[Start of Attachment]
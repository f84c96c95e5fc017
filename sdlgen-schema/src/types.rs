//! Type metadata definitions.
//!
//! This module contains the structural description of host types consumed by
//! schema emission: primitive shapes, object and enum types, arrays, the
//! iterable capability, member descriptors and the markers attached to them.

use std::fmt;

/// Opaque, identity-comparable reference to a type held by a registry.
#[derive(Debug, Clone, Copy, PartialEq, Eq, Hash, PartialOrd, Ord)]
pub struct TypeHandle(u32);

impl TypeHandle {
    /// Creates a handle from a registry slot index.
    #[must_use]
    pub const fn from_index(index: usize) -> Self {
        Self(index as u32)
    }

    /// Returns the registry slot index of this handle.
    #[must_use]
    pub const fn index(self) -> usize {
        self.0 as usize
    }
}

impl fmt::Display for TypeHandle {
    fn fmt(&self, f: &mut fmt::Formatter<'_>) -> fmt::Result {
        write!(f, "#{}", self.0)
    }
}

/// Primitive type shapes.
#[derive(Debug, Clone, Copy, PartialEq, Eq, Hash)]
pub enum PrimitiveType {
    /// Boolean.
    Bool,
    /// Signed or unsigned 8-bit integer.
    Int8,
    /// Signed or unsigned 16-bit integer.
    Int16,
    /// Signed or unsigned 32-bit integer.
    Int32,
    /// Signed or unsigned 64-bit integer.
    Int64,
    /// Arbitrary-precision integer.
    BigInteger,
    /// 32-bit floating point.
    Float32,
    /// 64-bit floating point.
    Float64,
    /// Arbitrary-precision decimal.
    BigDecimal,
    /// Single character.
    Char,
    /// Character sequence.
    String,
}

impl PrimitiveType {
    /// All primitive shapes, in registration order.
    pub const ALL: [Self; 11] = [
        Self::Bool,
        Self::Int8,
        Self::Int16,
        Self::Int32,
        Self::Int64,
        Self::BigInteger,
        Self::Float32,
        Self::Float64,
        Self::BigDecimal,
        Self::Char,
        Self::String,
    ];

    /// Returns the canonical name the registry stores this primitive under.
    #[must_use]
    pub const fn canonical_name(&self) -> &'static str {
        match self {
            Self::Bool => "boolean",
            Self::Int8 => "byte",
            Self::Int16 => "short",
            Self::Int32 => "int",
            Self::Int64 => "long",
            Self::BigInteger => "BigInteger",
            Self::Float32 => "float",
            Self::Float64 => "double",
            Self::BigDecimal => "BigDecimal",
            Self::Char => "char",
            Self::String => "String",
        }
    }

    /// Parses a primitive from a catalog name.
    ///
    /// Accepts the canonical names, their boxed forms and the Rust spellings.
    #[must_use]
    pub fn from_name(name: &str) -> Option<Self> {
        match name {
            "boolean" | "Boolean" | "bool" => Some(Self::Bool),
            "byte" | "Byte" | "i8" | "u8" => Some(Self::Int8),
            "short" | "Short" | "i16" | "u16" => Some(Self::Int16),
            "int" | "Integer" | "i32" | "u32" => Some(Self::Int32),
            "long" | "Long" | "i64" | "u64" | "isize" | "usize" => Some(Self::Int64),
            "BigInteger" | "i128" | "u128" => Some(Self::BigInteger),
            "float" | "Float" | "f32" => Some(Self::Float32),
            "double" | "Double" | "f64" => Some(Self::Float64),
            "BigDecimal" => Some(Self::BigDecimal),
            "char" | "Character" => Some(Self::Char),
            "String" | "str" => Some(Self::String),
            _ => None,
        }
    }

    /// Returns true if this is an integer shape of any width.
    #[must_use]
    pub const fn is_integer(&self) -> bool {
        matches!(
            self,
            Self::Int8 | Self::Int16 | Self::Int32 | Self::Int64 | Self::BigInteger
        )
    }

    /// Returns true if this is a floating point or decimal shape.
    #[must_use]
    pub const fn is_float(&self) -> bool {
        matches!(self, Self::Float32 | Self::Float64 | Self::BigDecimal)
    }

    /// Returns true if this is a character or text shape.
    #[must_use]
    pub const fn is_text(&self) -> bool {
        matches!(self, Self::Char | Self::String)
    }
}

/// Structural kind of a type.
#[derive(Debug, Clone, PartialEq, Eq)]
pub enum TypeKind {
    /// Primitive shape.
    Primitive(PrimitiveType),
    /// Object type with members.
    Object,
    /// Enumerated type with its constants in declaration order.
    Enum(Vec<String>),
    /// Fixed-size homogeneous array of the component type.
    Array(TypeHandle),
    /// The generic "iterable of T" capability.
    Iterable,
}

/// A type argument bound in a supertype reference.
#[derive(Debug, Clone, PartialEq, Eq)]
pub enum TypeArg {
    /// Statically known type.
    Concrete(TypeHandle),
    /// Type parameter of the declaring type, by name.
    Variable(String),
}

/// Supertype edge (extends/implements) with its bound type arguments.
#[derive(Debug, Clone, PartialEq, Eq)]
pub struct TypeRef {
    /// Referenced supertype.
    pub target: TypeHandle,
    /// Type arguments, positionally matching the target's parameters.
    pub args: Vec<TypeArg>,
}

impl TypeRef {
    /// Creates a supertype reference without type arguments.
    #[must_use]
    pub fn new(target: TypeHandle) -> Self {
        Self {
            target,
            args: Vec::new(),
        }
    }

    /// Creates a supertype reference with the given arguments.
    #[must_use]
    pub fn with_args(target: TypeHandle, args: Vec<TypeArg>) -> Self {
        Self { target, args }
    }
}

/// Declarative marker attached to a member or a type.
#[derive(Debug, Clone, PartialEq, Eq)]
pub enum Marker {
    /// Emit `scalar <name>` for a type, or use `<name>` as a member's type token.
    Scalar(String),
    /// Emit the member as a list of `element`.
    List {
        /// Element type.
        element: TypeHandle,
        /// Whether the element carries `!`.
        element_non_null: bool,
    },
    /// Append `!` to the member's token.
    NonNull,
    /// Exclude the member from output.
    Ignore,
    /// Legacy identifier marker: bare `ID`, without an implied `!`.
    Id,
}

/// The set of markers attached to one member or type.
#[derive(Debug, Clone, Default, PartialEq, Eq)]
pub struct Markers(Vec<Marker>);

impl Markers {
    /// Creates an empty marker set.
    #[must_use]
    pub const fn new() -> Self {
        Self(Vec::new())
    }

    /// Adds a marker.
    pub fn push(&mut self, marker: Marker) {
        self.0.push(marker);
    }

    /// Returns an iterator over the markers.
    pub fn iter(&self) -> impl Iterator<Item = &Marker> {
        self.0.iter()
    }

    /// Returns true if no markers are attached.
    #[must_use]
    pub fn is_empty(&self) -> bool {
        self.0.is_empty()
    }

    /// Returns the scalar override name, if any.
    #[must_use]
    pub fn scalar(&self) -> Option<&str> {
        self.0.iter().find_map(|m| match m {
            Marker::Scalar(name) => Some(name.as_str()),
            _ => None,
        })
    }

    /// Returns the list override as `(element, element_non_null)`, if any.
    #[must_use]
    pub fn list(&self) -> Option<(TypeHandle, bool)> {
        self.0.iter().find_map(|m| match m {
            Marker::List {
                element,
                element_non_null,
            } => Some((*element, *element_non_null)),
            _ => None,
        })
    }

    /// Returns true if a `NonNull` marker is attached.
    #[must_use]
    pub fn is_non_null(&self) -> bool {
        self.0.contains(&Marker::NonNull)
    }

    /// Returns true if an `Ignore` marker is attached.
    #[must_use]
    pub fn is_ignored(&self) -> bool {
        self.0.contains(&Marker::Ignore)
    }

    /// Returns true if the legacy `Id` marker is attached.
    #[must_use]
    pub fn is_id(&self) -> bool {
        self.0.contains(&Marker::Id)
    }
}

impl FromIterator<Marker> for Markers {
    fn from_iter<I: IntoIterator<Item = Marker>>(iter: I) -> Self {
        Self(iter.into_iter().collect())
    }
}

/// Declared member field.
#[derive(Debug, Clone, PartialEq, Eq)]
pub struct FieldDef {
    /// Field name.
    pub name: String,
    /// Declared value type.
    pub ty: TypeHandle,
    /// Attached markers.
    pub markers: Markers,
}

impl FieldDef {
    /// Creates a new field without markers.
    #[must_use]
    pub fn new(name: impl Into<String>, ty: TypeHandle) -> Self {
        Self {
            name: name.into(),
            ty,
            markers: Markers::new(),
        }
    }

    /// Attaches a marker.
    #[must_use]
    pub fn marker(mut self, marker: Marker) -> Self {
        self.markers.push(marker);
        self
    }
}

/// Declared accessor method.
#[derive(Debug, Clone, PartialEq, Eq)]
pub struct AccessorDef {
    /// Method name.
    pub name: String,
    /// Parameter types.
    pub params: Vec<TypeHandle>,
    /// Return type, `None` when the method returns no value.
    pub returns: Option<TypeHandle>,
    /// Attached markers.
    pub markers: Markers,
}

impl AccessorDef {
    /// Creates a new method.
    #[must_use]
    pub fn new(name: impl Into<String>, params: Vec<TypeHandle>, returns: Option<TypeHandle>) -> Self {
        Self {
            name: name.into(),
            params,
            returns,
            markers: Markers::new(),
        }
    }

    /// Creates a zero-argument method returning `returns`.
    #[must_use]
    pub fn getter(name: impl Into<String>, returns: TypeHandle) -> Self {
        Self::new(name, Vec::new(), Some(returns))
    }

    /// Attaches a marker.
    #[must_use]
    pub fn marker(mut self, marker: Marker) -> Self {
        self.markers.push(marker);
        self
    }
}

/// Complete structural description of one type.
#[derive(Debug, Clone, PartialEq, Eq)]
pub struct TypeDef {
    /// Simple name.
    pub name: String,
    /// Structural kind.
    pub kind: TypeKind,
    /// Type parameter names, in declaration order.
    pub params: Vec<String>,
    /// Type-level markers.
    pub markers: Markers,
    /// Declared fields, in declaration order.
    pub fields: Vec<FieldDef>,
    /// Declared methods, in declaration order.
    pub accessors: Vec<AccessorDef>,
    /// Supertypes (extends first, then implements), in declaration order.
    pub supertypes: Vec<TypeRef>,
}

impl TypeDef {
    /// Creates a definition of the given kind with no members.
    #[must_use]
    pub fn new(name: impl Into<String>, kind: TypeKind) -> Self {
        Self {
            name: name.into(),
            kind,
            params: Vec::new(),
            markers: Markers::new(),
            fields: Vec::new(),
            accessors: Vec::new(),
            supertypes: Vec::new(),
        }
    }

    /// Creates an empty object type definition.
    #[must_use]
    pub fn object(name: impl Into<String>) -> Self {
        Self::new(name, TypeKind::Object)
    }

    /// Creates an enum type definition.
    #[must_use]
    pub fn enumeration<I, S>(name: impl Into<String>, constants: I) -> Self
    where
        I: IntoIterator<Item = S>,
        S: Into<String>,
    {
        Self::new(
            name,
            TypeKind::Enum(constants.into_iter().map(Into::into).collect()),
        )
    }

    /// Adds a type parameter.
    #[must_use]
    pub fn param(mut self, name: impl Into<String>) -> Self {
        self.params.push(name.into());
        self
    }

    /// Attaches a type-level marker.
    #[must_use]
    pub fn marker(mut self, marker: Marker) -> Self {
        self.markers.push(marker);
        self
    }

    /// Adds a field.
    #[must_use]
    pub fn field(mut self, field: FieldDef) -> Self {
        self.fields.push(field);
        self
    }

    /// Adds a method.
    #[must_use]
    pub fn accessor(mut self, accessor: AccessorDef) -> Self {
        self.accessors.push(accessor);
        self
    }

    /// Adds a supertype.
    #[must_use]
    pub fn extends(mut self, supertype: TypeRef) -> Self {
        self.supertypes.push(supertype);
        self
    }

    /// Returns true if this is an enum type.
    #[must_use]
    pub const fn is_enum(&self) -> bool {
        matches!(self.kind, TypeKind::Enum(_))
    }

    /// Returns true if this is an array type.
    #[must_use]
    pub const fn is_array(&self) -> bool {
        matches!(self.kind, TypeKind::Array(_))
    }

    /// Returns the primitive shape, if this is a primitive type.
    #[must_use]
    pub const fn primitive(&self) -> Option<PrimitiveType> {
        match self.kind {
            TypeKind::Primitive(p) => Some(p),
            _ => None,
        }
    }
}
[End of Attachment]
[Start of Attachment]
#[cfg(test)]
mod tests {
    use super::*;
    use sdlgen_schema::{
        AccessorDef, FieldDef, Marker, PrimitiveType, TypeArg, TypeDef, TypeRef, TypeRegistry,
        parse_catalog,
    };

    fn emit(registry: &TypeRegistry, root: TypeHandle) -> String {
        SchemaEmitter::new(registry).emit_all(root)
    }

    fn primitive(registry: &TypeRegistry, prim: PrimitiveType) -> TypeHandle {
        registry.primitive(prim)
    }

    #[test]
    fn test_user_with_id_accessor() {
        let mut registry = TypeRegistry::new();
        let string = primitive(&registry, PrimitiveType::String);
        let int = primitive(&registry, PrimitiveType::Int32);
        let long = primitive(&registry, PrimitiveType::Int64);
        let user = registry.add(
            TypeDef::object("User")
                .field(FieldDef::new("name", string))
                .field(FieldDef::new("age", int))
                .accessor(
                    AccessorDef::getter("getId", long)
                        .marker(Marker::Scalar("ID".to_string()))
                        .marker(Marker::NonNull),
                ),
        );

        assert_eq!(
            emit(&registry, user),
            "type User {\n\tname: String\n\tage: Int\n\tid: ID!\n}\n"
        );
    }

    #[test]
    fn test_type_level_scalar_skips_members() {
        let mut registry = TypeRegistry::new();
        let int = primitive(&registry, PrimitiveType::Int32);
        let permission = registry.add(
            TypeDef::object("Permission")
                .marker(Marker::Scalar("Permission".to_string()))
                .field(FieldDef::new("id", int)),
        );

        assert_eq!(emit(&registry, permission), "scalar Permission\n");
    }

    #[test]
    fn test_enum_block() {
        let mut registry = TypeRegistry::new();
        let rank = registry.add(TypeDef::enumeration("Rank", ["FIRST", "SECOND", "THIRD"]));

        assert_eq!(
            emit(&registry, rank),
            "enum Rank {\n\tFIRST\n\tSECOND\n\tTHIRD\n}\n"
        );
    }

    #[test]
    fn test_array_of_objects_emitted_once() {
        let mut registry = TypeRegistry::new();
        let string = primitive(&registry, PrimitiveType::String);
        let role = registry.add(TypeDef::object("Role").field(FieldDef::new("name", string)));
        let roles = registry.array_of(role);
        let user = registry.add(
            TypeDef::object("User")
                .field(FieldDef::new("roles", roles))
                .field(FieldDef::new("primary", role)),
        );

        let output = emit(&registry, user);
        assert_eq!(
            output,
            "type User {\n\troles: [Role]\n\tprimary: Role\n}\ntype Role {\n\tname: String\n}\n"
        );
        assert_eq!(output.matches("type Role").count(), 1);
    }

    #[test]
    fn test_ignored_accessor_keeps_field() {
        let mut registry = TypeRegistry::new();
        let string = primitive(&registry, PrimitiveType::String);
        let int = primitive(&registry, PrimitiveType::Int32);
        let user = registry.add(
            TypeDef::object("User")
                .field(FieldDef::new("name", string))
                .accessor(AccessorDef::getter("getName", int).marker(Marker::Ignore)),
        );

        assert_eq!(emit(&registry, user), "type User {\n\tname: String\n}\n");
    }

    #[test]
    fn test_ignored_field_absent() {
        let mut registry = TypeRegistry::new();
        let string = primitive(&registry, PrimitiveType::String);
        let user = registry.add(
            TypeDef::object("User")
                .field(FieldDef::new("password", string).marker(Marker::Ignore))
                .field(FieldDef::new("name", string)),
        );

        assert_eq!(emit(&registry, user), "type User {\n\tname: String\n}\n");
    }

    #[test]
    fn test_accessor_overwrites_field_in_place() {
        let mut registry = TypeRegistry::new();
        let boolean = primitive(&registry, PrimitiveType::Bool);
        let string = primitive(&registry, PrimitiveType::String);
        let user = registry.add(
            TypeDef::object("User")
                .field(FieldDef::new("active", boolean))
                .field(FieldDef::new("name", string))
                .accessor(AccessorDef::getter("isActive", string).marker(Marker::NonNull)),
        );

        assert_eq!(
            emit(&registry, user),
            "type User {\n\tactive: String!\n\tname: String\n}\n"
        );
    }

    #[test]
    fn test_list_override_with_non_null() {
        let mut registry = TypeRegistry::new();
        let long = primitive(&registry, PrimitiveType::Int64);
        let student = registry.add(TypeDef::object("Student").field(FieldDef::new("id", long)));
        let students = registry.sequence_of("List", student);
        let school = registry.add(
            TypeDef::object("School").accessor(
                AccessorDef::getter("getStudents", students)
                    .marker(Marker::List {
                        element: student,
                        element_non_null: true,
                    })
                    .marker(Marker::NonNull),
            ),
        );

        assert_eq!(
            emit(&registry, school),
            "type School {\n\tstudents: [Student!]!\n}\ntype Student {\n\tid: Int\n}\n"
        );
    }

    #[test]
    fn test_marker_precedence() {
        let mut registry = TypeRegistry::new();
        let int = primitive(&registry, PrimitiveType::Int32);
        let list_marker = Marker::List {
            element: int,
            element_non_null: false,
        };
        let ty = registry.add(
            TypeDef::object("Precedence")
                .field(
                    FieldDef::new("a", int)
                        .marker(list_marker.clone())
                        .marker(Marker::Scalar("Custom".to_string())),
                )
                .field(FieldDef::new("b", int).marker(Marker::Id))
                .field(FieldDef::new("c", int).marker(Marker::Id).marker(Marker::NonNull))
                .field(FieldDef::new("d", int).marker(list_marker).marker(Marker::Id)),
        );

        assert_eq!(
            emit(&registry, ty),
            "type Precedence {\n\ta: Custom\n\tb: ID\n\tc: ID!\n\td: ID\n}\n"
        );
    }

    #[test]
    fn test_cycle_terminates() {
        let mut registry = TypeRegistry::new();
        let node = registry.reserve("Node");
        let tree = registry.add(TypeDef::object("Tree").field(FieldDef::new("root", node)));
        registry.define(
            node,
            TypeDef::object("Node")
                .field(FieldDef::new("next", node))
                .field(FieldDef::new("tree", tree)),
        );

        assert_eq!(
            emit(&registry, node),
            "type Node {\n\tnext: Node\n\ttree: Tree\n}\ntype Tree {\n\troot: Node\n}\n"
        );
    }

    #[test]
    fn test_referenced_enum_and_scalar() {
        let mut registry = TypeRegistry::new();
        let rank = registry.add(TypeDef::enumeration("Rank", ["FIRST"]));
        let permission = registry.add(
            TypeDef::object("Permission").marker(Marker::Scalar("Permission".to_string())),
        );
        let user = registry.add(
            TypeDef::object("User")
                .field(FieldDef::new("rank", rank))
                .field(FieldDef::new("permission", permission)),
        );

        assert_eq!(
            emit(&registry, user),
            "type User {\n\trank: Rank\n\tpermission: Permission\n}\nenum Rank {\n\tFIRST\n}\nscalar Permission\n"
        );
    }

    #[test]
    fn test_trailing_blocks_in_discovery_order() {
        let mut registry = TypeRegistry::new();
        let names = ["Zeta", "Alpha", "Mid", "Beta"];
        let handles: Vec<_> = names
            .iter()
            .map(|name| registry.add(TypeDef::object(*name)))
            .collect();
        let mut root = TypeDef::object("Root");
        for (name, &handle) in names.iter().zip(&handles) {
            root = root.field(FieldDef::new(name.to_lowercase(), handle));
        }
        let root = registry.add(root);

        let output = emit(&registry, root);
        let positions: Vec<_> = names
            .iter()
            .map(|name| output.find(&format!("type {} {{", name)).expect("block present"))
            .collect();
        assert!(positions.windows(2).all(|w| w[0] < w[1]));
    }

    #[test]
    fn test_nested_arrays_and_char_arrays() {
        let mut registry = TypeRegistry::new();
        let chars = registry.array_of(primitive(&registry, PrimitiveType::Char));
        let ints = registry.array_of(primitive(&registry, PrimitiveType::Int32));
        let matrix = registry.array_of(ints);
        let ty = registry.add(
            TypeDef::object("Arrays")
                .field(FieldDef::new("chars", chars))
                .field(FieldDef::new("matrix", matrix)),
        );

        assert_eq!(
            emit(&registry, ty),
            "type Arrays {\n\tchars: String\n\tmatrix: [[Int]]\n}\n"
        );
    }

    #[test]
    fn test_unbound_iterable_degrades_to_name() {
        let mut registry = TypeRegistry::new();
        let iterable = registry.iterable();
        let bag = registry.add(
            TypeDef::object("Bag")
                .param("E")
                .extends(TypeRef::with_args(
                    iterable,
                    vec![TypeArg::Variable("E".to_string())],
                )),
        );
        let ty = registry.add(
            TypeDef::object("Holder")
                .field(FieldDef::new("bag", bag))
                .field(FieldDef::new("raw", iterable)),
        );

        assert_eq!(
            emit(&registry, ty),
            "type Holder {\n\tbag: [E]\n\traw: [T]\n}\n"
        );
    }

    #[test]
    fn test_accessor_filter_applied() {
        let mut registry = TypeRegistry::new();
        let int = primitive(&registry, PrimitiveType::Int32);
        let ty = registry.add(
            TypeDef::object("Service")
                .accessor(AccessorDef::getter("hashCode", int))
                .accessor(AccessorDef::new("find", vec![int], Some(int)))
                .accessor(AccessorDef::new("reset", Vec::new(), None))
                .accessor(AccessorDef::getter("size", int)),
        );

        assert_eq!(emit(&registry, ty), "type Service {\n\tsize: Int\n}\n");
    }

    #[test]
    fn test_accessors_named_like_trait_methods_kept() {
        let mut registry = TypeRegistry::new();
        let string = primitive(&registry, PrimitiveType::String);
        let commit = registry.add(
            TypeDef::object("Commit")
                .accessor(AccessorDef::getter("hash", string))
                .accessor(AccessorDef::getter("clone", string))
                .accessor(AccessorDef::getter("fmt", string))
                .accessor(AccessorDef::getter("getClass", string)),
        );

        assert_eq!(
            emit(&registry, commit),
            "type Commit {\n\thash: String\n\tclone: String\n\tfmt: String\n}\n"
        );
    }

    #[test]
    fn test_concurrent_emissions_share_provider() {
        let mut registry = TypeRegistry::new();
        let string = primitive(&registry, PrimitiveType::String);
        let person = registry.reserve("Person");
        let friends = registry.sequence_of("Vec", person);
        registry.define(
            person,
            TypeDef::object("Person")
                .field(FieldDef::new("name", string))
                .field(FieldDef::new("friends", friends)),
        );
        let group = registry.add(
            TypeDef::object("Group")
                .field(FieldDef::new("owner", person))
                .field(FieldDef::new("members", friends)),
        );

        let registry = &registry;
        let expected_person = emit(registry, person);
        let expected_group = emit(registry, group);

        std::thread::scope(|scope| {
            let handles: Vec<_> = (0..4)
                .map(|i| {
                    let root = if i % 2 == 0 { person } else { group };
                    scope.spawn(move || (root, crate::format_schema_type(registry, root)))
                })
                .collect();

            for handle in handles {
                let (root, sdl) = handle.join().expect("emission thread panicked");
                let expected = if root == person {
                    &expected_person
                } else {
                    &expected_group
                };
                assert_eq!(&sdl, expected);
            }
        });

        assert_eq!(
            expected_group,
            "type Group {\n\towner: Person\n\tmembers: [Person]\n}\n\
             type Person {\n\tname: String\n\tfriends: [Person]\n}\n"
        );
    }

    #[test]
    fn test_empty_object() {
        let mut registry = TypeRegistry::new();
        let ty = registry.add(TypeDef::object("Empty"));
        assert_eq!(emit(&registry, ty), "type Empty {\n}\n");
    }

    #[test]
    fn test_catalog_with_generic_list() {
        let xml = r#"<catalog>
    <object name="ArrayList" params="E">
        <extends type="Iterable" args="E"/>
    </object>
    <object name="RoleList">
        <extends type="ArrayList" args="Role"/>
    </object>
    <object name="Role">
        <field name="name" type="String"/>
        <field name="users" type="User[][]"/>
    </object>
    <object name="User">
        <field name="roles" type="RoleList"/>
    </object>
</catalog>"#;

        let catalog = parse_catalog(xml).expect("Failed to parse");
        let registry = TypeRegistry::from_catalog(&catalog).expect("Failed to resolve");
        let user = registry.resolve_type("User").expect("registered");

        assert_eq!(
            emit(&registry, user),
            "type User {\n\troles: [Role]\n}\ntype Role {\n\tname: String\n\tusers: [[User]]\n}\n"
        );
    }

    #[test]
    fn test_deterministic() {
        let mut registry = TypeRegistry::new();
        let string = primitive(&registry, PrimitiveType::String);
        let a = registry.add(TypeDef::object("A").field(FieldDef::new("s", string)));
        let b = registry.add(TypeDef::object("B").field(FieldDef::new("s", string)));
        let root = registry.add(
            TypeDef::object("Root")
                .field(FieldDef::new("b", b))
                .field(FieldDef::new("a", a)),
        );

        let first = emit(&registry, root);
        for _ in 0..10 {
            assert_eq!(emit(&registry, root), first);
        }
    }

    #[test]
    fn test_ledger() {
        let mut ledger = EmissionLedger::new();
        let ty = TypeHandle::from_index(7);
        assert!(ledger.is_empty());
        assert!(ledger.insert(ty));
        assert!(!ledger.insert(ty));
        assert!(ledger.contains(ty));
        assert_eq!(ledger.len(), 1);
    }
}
[End of Attachment]
[Start of Attachment]
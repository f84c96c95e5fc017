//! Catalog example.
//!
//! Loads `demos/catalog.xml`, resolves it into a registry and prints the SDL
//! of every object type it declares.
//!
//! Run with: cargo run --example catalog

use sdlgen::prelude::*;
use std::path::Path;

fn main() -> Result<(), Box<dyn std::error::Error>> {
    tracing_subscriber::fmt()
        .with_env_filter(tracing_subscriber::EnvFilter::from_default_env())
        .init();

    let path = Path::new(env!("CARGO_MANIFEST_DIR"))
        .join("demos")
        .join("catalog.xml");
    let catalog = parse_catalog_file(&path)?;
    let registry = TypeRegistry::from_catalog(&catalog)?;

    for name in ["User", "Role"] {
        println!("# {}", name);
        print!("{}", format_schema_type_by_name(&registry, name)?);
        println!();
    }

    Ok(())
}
[End of Attachment]
◆ TASK OBJECTIVE:
Your answer must be a single number: how many lines in this listing hold the string "capability"? Please add nothing else.

◆ ANSWER BOX:
2